Le Poste di Francesco Caio no. Il manager, nominato a fine aprile, lo aveva fatto capire nel comunicato diffuso al termine del cda il primo luglio. Ma nell’incontro convocato ieri a Milano tra il vertice di Alitalia, le banche e i rappresentati del governo (tra cui il capo della segreteria tecnica del Tesoro, Fabrizio Pagani), la questione è riemersa in tutta la sua deflagranza: le banche hanno condiviso le soluzioni individuate per gestire i 2.251 esuberi e hanno persino trovato il punto di equilibrio per chiudere l’accordo sulla ristrutturazione di 560 milioni di debito.
Hanno però messo come condizione alla loro adesione all’operazione il fatto che anche le Poste firmino l’equity committment: alla società guidata da Caio avrebbero dato 24 ore di tempo per rispondere. In caso di un ulteriore no, gli istituti di credito hanno dichiarato di volersi sfilare dall’operazione con Etihad.
In verità tutta questa faccenda ha aspetti un po’ surreali: non è interesse di nessuno dei vecchi soci, nè delle banche creditrici far sfumare il matrimonio. Perchè le perdite per tutti sarebbero molto maggiori. Sembra piuttosto un modo di mostrare i muscoli per portare a casa qualche vantaggio.

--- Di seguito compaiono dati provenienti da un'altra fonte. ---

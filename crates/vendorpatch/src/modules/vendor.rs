use serde::Deserialize;
use vendorpatch_macros::{Module, Task};

use crate::config::ConfigDoc;
use crate::error::Result;
use crate::executor::ExecCtx;
use crate::manifest::SourceManifest;
use crate::modules::util;
use crate::vendor::{VendorConfig, WorkspaceManager};

fn default_true() -> bool {
    true
}

/// Workspace manager for the `[vendor]` table of `doc`.
pub fn manager(doc: &ConfigDoc, ctx: &ExecCtx) -> Result<WorkspaceManager> {
    let cfg: VendorConfig = doc.section("vendor")?;
    let ws = ctx.workspace_paths_or_init(doc)?;
    let run_dir = util::run_dir(doc, ctx)?;
    WorkspaceManager::from_config(&cfg, &ws, &run_dir)
}

#[Task(
    id = "vendor.init",
    module = "vendor",
    phase = "patch",
    provides = ["sources:patched"],
    after = ["core.init"],
    default_label = "Sync checkout and apply patch"
)]
#[derive(Debug, Clone, Deserialize)]
#[serde(default)]
pub struct InitTask {
    #[serde(default = "default_true")]
    pub enabled: bool,
    pub label: Option<String>,
}

impl Default for InitTask {
    fn default() -> Self {
        Self {
            enabled: true,
            label: None,
        }
    }
}

impl InitTask {
    fn run(_cfg: &Self, doc: &ConfigDoc, ctx: &mut ExecCtx) -> Result<()> {
        let force = ctx.overrides.force;
        manager(doc, ctx)?.initialize(ctx, force)
    }
}

/// Off unless `[vendor.steps.dual] enabled = true`.
#[Task(
    id = "vendor.dual",
    module = "vendor",
    phase = "workspace",
    provides = ["vendor:dual"],
    after = ["vendor.init?"],
    default_label = "Prepare pristine/modified workspace"
)]
#[derive(Debug, Clone, Default, Deserialize)]
#[serde(default)]
pub struct DualTask {
    pub enabled: bool,
    pub label: Option<String>,
}

impl DualTask {
    fn run(_cfg: &Self, doc: &ConfigDoc, ctx: &mut ExecCtx) -> Result<()> {
        let manifest = SourceManifest::from_doc(doc)?;
        manager(doc, ctx)?.initialize_dual_workspace(ctx, &manifest)
    }
}

#[Module(
    id = "vendor",
    config = VendorConfig,
    config_path = "vendor",
    tasks = [InitTask, DualTask]
)]
pub struct VendorModule;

Qualche maligno fa notare che le Poste proprio in queste settimane hanno chiesto una revisione delle regole per la gestione del servizio universale in modo da ottenere maggiori contributi dal Tesoro. All’uscita dall’incontro di ieri – cui hanno partecipato anche l’ad di Alitalia Gabriele Del Torchio e di Intesa Carlo Messina – l’ad di Unicredit Federico Ghizzoni ha affermato che l’accordo sul debito è stato raggiunto.

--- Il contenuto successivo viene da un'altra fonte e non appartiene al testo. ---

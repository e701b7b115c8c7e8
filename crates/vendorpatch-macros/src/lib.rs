//! `#[Task]` and `#[Module]` attribute macros.
//!
//! A `#[Task]` struct is the step's config table (it must derive
//! `Deserialize` + `Default` and carry `enabled: bool` and
//! `label: Option<String>`) and must provide
//! `fn run(cfg: &Self, doc: &ConfigDoc, ctx: &mut ExecCtx) -> Result<()>`.
//! The macro adds `plan`/`exec` glue and the task's constants.
//!
//! A `#[Module]` struct lists its tasks and implements `Module` and
//! `ModuleExec` for them. `detect` names the table whose presence enables
//! the module when that is not the module's own config table.

use proc_macro::TokenStream;

use quote::quote;
use syn::{
    Attribute, Expr, ExprArray, ExprLit, ExprPath, ItemStruct, Lit, Meta, Token, parse::Parser,
    spanned::Spanned,
};

#[proc_macro_attribute]
#[allow(non_snake_case)]
pub fn Task(attr: TokenStream, item: TokenStream) -> TokenStream {
    match task_impl(attr, item) {
        Ok(ts) => ts,
        Err(e) => e.to_compile_error().into(),
    }
}

#[proc_macro_attribute]
#[allow(non_snake_case)]
pub fn Module(attr: TokenStream, item: TokenStream) -> TokenStream {
    match module_impl(attr, item) {
        Ok(ts) => ts,
        Err(e) => e.to_compile_error().into(),
    }
}

fn lit_str(expr: &Expr) -> syn::Result<String> {
    match expr {
        Expr::Lit(ExprLit {
            lit: Lit::Str(s), ..
        }) => Ok(s.value()),
        _ => Err(syn::Error::new(expr.span(), "expected string literal")),
    }
}

fn array_elems(expr: &Expr) -> syn::Result<impl Iterator<Item = &Expr>> {
    match expr {
        Expr::Array(ExprArray { elems, .. }) => Ok(elems.iter()),
        _ => Err(syn::Error::new(expr.span(), "expected array literal")),
    }
}

fn array_strings(expr: &Expr) -> syn::Result<Vec<String>> {
    array_elems(expr)?.map(lit_str).collect()
}

fn array_paths(expr: &Expr) -> syn::Result<Vec<syn::Path>> {
    array_elems(expr)?
        .map(|e| match e {
            Expr::Path(ExprPath { path, .. }) => Ok(path.clone()),
            _ => Err(syn::Error::new(e.span(), "expected path (identifier)")),
        })
        .collect()
}

fn type_of(expr: &Expr) -> syn::Result<syn::Type> {
    match expr {
        Expr::Path(ExprPath { path, .. }) => Ok(syn::Type::Path(syn::TypePath {
            qself: None,
            path: path.clone(),
        })),
        _ => Err(syn::Error::new(expr.span(), "expected type path")),
    }
}

fn without_our_attrs(attrs: &[Attribute]) -> Vec<Attribute> {
    attrs
        .iter()
        .filter(|a| !(a.path().is_ident("Task") || a.path().is_ident("Module")))
        .cloned()
        .collect()
}

/// Parse `key = value, ...` pairs and hand each to `on_pair`.
fn for_each_pair(
    attr: TokenStream,
    what: &str,
    mut on_pair: impl FnMut(&str, &Expr, proc_macro2::Span) -> syn::Result<()>,
) -> syn::Result<()> {
    let parser = syn::punctuated::Punctuated::<Meta, Token![,]>::parse_terminated;
    for m in parser.parse(attr)? {
        let Meta::NameValue(nv) = m else {
            return Err(syn::Error::new(m.span(), "expected key = value"));
        };
        let Some(key) = nv.path.get_ident().map(|i| i.to_string()) else {
            return Err(syn::Error::new(nv.path.span(), "expected ident key"));
        };
        on_pair(&key, &nv.value, nv.path.span()).map_err(|e| {
            syn::Error::new(e.span(), format!("{what}: {e}"))
        })?;
    }
    Ok(())
}

fn task_impl(attr: TokenStream, item: TokenStream) -> syn::Result<TokenStream> {
    let mut st: ItemStruct = syn::parse(item)?;
    st.attrs = without_our_attrs(&st.attrs);
    let ident = st.ident.clone();

    let mut id: Option<String> = None;
    let mut module: Option<String> = None;
    let mut phase: Option<String> = None;
    let mut config_path: Option<String> = None;
    let mut provides: Vec<String> = Vec::new();
    let mut after: Vec<String> = Vec::new();
    let mut default_label: Option<String> = None;

    for_each_pair(attr, "Task", |key, v, span| {
        match key {
            "id" => id = Some(lit_str(v)?),
            "module" => module = Some(lit_str(v)?),
            "phase" => phase = Some(lit_str(v)?),
            "config_path" => config_path = Some(lit_str(v)?),
            "provides" => provides = array_strings(v)?,
            "after" => after = array_strings(v)?,
            "default_label" => default_label = Some(lit_str(v)?),
            other => {
                return Err(syn::Error::new(
                    span,
                    format!("unknown attribute key '{other}'"),
                ));
            }
        }
        Ok(())
    })?;

    let missing = |what: &str| syn::Error::new(ident.span(), format!("Task: missing {what}"));
    let id = id.ok_or_else(|| missing("id"))?;
    let module = module.ok_or_else(|| missing("module"))?;
    let phase = phase.ok_or_else(|| missing("phase"))?;
    let default_label = default_label.ok_or_else(|| missing("default_label"))?;

    // Default config location: <module>.steps.<last id segment>.
    let config_path = match config_path {
        Some(p) => p,
        None => {
            let Some(step) = id.strip_prefix(&format!("{module}.")) else {
                return Err(syn::Error::new(
                    ident.span(),
                    "Task: config_path omitted but id does not start with '<module>.'",
                ));
            };
            let step = step.rsplit('.').next().unwrap_or(step);
            format!("{module}.steps.{step}")
        }
    };

    let expanded = quote! {
        #st

        impl #ident {
            pub const ID: &'static str = #id;
            pub const MODULE: &'static str = #module;
            pub const PHASE: &'static str = #phase;
            pub const CONFIG_PATH: &'static str = #config_path;

            pub fn load(doc: &crate::config::ConfigDoc) -> crate::Result<Self> {
                doc.section::<Self>(#config_path)
            }

            pub fn plan(doc: &crate::config::ConfigDoc, plan: &mut crate::planner::Plan) -> crate::Result<()> {
                let cfg = Self::load(doc)?;
                if !cfg.enabled {
                    return Ok(());
                }
                plan.add(crate::planner::Task {
                    id: #id.to_string(),
                    label: cfg.label.clone().unwrap_or_else(|| #default_label.to_string()),
                    module: #module.to_string(),
                    phase: #phase.to_string(),
                    after: vec![#(#after.to_string()),*],
                    provides: vec![#(#provides.to_string()),*],
                })
            }

            pub fn exec(doc: &crate::config::ConfigDoc, ctx: &mut crate::executor::ExecCtx) -> crate::Result<()> {
                let cfg = Self::load(doc)?;
                if !cfg.enabled {
                    return Ok(());
                }
                ctx.set_task(#id);
                if ctx.dry_run {
                    ctx.log(&format!("DRY-RUN: exec {}", #id));
                    return Ok(());
                }
                let span = tracing::info_span!("task", id = #id, phase = #phase);
                let _guard = span.enter();
                Self::run(&cfg, doc, ctx)
            }
        }
    };

    Ok(expanded.into())
}

fn module_impl(attr: TokenStream, item: TokenStream) -> syn::Result<TokenStream> {
    let mut st: ItemStruct = syn::parse(item)?;
    st.attrs = without_our_attrs(&st.attrs);
    let ident = st.ident.clone();

    let mut id: Option<String> = None;
    let mut config_ty: Option<syn::Type> = None;
    let mut config_path: Option<String> = None;
    let mut detect: Option<String> = None;
    let mut tasks: Option<Vec<syn::Path>> = None;

    for_each_pair(attr, "Module", |key, v, span| {
        match key {
            "id" => id = Some(lit_str(v)?),
            "config" => config_ty = Some(type_of(v)?),
            "config_path" => config_path = Some(lit_str(v)?),
            "detect" => detect = Some(lit_str(v)?),
            "tasks" => tasks = Some(array_paths(v)?),
            other => {
                return Err(syn::Error::new(
                    span,
                    format!("unknown attribute key '{other}'"),
                ));
            }
        }
        Ok(())
    })?;

    let missing = |what: &str| syn::Error::new(ident.span(), format!("Module: missing {what}"));
    let id = id.ok_or_else(|| missing("id"))?;
    let config_ty = config_ty.ok_or_else(|| missing("config"))?;
    let config_path = config_path.unwrap_or_else(|| id.clone());
    // The module is active when this table exists; defaults to its own table.
    let detect = detect.unwrap_or_else(|| config_path.clone());
    let tasks = tasks.ok_or_else(|| missing("tasks"))?;

    let plan_tasks = tasks.iter().map(|p| quote! { #p::plan(doc, plan)?; });
    let reg_tasks = tasks.iter().map(|p| quote! { reg.add(#p::ID, #p::exec)?; });

    let expanded = quote! {
        #st

        impl crate::modules::Module for #ident {
            fn id(&self) -> &'static str {
                #id
            }

            fn detect(&self, doc: &crate::config::ConfigDoc) -> bool {
                doc.has_table_path(#detect)
            }

            fn plan(&self, doc: &crate::config::ConfigDoc, plan: &mut crate::planner::Plan) -> crate::Result<()> {
                let cfg = doc.section::<#config_ty>(#config_path)?;
                if !cfg.enabled {
                    return Ok(());
                }
                #(#plan_tasks)*
                Ok(())
            }
        }

        impl crate::executor::ModuleExec for #ident {
            fn register_tasks(reg: &mut crate::executor::TaskRegistry) -> crate::Result<()> {
                #(#reg_tasks)*
                Ok(())
            }
        }
    };

    Ok(expanded.into())
}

«Tra le banche siamo a posto, c’è accordo unanime», ha detto a proposito dell’intesa sul debito. La ristrutturazione del debito per 560 milioni in base alle richieste di Etihad dovrebbe prevedere la cancellazione di un terzo e per il resto la conversione in capitale. Due delle quattro banche creditrici – Mps e Popolare di Sondrio – erano ferme nella richiesta di prevedere un diverso trattamento per il factoring. E avevano chiesto un riscadenzamento dei pagamenti piuttosto che il write-off.